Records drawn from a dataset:

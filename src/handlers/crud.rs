use axum::{
    extract::{
        rejection::{JsonRejection, PathRejection},
        Path, State,
    },
    http::StatusCode,
    response::Json,
};
use serde::Serialize;
use uuid::Uuid;

use crate::{
    database::Database,
    error::AppResult,
    models::{Entity, MutableEntity},
    services::Repository,
};

#[derive(Debug, Serialize)]
pub struct MessageResponse {
    pub message: String,
}

impl MessageResponse {
    pub fn new(message: impl Into<String>) -> Json<Self> {
        Json(Self {
            message: message.into(),
        })
    }
}

pub async fn list<E: Entity>(State(db): State<Database>) -> AppResult<Json<Vec<E>>> {
    let records = Repository::<E>::new(db).list().await?;
    Ok(Json(records))
}

pub async fn show<E: Entity>(
    State(db): State<Database>,
    id: Result<Path<Uuid>, PathRejection>,
) -> AppResult<Json<E>> {
    let Path(id) = id?;
    let record = Repository::<E>::new(db).find(id).await?;
    Ok(Json(record))
}

pub async fn create<E: Entity>(
    State(db): State<Database>,
    payload: Result<Json<E::New>, JsonRejection>,
) -> AppResult<(StatusCode, Json<E>)> {
    let Json(new) = payload?;
    let record = Repository::<E>::new(db).create(new).await?;
    Ok((StatusCode::CREATED, Json(record)))
}

pub async fn update<E: MutableEntity>(
    State(db): State<Database>,
    id: Result<Path<Uuid>, PathRejection>,
    payload: Result<Json<E::Patch>, JsonRejection>,
) -> AppResult<Json<MessageResponse>> {
    let Path(id) = id?;
    let Json(patch) = payload?;
    Repository::<E>::new(db).update(id, patch).await?;
    Ok(MessageResponse::new(format!("{} updated successfully", E::ACK_LABEL)))
}

pub async fn delete<E: MutableEntity>(
    State(db): State<Database>,
    id: Result<Path<Uuid>, PathRejection>,
) -> AppResult<Json<MessageResponse>> {
    let Path(id) = id?;
    Repository::<E>::new(db).delete(id).await?;
    Ok(MessageResponse::new(format!("{} deleted successfully", E::ACK_LABEL)))
}
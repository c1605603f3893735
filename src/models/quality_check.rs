use chrono::{DateTime, Utc};
use serde::{Deserialize, Serialize};
use uuid::Uuid;

use super::Entity;
use crate::database::Collection;

pub const STATUS_PASS: &str = "pass";
pub const STATUS_FAIL: &str = "fail";

/// Stored key of `item_reference`, used for per-item lookups.
pub const ITEM_REFERENCE_FIELD: &str = "itemReference";

/// An inspection record. Append-only: there is no update or delete.
///
/// `item_reference` is a batch number or SKU typed by the inspector and is
/// never checked against either collection.
#[derive(Debug, Clone, Serialize, Deserialize)]
#[serde(rename_all = "camelCase")]
pub struct QualityCheck {
    #[serde(rename = "_id")]
    pub id: Uuid,
    pub item_reference: String,
    pub inspector: Option<String>,
    pub parameters: Option<String>,
    pub results: Option<String>,
    pub status: String,
    pub remarks: Option<String>,
    pub inspection_date: DateTime<Utc>,
    pub created_at: DateTime<Utc>,
}

impl QualityCheck {
    pub fn passed(&self) -> bool {
        self.status == STATUS_PASS
    }

    pub fn failed(&self) -> bool {
        self.status == STATUS_FAIL
    }
}

#[derive(Debug, Default, Deserialize)]
#[serde(rename_all = "camelCase", default)]
pub struct NewQualityCheck {
    pub item_reference: Option<String>,
    pub inspector: Option<String>,
    pub parameters: Option<String>,
    pub results: Option<String>,
    pub status: Option<String>,
    pub remarks: Option<String>,
}

impl Entity for QualityCheck {
    const COLLECTION: Collection = Collection::QualityChecks;
    const LABEL: &'static str = "Quality check";
    type New = NewQualityCheck;

    fn id(&self) -> Uuid {
        self.id
    }

    fn from_new(new: NewQualityCheck, id: Uuid, now: DateTime<Utc>) -> Self {
        Self {
            id,
            item_reference: new.item_reference.unwrap_or_default(),
            inspector: new.inspector,
            parameters: new.parameters,
            results: new.results,
            status: new.status.unwrap_or_default(),
            remarks: new.remarks,
            inspection_date: now,
            created_at: now,
        }
    }
}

## EXERCISE AIM
The records above are to be output in full and without error.

## RESULT OF THIS EXERCISE
filename src/handlers/crud.rs
use axum::{
    extract::{
        rejection::{JsonRejection, PathRejection},
        Path, State,
    },
    http::StatusCode,
    response::Json,
};
use serde::Serialize;
use uuid::Uuid;

use crate::{
    database::Database,
    error::AppResult,
    models::{Entity, MutableEntity},
    services::Repository,
};

#[derive(Debug, Serialize)]
pub struct MessageResponse {
    pub message: String,
}

impl MessageResponse {
    pub fn new(message: impl Into<String>) -> Json<Self> {
        Json(Self {
            message: message.into(),
        })
    }
}

pub async fn list<E: Entity>(State(db): State<Database>) -> AppResult<Json<Vec<E>>> {
    let records = Repository::<E>::new(db).list().await?;
    Ok(Json(records))
}

pub async fn show<E: Entity>(
    State(db): State<Database>,
    id: Result<Path<Uuid>, PathRejection>,
) -> AppResult<Json<E>> {
    let Path(id) = id?;
    let record = Repository::<E>::new(db).find(id).await?;
    Ok(Json(record))
}

pub async fn create<E: Entity>(
    State(db): State<Database>,
    payload: Result<Json<E::New>, JsonRejection>,
) -> AppResult<(StatusCode, Json<E>)> {
    let Json(new) = payload?;
    let record = Repository::<E>::new(db).create(new).await?;
    Ok((StatusCode::CREATED, Json(record)))
}

pub async fn update<E: MutableEntity>(
    State(db): State<Database>,
    id: Result<Path<Uuid>, PathRejection>,
    payload: Result<Json<E::Patch>, JsonRejection>,
) -> AppResult<Json<MessageResponse>> {
    let Path(id) = id?;
    let Json(patch) = payload?;
    Repository::<E>::new(db).update(id, patch).await?;
    Ok(MessageResponse::new(format!("{} updated successfully", E::ACK_LABEL)))
}

pub async fn delete<E: MutableEntity>(
    State(db): State<Database>,
    id: Result<Path<Uuid>, PathRejection>,
) -> AppResult<Json<MessageResponse>> {
    let Path(id) = id?;
    Repository::<E>::new(db).delete(id).await?;
    Ok(MessageResponse::new(format!("{} deleted successfully", E::ACK_LABEL)))
}
repository c1605603f3893735
filename src/models/quality_check.rs
use chrono::{DateTime, Utc};
use serde::{Deserialize, Serialize};
use uuid::Uuid;

use super::Entity;
use crate::database::Collection;

pub const STATUS_PASS: &str = "pass";
pub const STATUS_FAIL: &str = "fail";

/// Stored key of `item_reference`, used for per-item lookups.
pub const ITEM_REFERENCE_FIELD: &str = "itemReference";

/// An inspection record. Append-only: there is no update or delete.
///
/// `item_reference` is a batch number or SKU typed by the inspector and is
/// never checked against either collection.
#[derive(Debug, Clone, Serialize, Deserialize)]
#[serde(rename_all = "camelCase")]
pub struct QualityCheck {
    #[serde(rename = "_id")]
    pub id: Uuid,
    pub item_reference: String,
    pub inspector: Option<String>,
    pub parameters: Option<String>,
    pub results: Option<String>,
    pub status: String,
    pub remarks: Option<String>,
    pub inspection_date: DateTime<Utc>,
    pub created_at: DateTime<Utc>,
}

impl QualityCheck {
    pub fn passed(&self) -> bool {
        self.status == STATUS_PASS
    }

    pub fn failed(&self) -> bool {
        self.status == STATUS_FAIL
    }
}

#[derive(Debug, Default, Deserialize)]
#[serde(rename_all = "camelCase", default)]
pub struct NewQualityCheck {
    pub item_reference: Option<String>,
    pub inspector: Option<String>,
    pub parameters: Option<String>,
    pub results: Option<String>,
    pub status: Option<String>,
    pub remarks: Option<String>,
}

impl Entity for QualityCheck {
    const COLLECTION: Collection = Collection::QualityChecks;
    const LABEL: &'static str = "Quality check";
    type New = NewQualityCheck;

    fn id(&self) -> Uuid {
        self.id
    }

    fn from_new(new: NewQualityCheck, id: Uuid, now: DateTime<Utc>) -> Self {
        Self {
            id,
            item_reference: new.item_reference.unwrap_or_default(),
            inspector: new.inspector,
            parameters: new.parameters,
            results: new.results,
            status: new.status.unwrap_or_default(),
            remarks: new.remarks,
            inspection_date: now,
            created_at: now,
        }
    }
}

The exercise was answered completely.